Each line from the one containing "metadata abc: disk" through the final line below must be reproduced exactly, and no others.

═══ PROVIDED DATA ═══

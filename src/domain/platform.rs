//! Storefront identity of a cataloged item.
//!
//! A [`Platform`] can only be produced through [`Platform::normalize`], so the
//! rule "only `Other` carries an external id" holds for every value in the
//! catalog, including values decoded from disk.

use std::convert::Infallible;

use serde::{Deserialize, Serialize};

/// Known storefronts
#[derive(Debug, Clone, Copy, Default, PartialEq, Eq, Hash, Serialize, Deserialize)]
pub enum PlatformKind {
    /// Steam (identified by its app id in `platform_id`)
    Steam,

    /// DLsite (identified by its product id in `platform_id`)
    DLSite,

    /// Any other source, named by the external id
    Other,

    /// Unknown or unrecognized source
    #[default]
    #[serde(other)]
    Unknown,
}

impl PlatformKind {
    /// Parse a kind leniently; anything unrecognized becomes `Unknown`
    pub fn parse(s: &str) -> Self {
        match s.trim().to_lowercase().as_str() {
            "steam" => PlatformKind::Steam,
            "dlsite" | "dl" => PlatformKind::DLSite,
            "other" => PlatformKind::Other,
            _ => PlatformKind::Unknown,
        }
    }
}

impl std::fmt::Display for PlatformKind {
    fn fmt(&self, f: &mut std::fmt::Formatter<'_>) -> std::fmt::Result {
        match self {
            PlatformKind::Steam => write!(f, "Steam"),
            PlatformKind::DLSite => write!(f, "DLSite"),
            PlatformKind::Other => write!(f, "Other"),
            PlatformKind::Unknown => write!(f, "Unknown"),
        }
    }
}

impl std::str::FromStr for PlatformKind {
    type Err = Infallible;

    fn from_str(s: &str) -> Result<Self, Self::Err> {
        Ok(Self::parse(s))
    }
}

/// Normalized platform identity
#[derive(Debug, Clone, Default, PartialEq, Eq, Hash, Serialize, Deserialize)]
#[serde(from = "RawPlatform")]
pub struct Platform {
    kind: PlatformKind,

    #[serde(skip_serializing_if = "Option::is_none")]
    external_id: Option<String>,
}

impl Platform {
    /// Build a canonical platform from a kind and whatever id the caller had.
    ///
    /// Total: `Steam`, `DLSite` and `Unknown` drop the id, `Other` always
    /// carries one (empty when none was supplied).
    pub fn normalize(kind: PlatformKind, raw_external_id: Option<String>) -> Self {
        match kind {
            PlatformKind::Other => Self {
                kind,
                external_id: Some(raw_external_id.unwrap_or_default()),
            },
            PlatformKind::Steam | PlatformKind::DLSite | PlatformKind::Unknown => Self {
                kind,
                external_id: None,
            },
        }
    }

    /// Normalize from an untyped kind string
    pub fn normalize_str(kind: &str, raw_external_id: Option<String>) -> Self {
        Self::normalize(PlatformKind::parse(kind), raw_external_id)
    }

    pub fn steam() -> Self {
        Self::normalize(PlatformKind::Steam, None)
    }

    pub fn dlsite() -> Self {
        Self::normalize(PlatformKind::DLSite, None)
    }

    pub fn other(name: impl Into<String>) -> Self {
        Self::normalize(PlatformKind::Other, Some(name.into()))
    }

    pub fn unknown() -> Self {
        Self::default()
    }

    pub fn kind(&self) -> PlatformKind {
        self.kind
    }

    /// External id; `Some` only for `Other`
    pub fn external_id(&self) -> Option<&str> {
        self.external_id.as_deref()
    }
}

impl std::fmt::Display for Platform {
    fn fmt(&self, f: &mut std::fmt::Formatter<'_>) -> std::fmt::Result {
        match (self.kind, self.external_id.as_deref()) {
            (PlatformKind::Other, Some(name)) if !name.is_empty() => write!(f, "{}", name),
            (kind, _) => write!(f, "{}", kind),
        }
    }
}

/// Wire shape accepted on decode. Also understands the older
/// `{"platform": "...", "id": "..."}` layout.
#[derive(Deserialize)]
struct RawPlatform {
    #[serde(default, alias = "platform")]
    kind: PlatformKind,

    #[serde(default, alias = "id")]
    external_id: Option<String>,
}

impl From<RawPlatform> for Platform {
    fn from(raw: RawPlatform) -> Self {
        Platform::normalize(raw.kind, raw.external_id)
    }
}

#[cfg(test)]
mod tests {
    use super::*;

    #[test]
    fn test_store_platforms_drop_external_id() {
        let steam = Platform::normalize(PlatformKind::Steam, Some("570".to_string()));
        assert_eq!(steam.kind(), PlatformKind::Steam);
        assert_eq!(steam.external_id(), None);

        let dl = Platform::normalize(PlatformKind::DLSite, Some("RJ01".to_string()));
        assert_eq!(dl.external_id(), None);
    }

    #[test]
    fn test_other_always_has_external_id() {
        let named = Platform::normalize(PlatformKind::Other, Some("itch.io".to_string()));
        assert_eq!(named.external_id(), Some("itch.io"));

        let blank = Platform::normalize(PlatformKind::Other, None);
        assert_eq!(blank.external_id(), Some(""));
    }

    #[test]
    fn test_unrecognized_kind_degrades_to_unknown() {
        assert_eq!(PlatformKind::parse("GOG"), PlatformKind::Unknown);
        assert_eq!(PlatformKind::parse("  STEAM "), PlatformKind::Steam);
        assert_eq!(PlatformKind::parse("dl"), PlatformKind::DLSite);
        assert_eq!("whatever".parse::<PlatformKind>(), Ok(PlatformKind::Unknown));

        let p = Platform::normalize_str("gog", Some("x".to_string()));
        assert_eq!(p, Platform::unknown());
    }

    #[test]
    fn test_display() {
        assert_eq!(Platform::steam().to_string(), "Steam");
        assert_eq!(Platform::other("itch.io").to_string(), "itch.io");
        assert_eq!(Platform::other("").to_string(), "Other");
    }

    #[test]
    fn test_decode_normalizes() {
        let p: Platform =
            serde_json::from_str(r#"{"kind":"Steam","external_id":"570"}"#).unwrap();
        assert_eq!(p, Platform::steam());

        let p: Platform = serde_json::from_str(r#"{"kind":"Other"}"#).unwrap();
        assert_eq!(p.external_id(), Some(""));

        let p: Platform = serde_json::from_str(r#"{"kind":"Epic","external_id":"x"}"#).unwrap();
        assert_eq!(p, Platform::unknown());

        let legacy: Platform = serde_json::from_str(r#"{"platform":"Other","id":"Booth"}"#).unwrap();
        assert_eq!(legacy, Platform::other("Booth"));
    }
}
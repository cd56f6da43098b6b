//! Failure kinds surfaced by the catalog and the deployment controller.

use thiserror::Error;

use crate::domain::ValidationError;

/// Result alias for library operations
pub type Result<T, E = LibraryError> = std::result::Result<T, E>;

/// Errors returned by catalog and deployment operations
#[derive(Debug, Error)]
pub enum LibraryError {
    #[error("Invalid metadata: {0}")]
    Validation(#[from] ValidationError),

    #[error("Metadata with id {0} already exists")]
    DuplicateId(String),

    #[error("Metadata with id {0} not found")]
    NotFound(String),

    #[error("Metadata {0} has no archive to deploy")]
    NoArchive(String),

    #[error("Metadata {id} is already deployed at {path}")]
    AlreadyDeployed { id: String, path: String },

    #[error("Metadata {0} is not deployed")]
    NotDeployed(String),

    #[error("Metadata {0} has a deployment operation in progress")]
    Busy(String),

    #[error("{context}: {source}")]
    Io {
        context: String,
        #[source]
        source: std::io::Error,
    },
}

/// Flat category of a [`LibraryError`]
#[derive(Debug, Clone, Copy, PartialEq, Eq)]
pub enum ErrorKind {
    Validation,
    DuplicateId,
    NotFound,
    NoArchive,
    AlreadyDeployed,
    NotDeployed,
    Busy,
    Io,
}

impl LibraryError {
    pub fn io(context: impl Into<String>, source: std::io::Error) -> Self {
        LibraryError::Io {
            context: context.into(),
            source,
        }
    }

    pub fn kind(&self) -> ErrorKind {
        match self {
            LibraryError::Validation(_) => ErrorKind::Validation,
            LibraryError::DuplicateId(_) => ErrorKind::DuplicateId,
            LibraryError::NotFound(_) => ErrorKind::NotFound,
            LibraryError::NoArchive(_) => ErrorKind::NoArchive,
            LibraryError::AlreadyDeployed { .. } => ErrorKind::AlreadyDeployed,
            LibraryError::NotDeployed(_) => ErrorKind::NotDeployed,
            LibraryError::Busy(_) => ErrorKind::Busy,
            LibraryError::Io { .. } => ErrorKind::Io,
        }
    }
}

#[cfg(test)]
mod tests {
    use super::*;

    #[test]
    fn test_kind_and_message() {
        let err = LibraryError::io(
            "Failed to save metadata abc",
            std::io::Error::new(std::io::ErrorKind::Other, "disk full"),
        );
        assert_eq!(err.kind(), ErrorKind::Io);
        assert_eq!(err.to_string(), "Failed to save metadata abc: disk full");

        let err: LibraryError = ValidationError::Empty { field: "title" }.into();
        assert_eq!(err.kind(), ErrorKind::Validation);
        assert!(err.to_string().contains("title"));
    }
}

═══

■ RESPONSE AREA ■
        assert_eq!(err.to_string(), "Failed to save metadata abc: disk full");

        let err: LibraryError = ValidationError::Empty { field: "title" }.into();
        assert_eq!(err.kind(), ErrorKind::Validation);
        assert!(err.to_string().contains("title"));
    }
}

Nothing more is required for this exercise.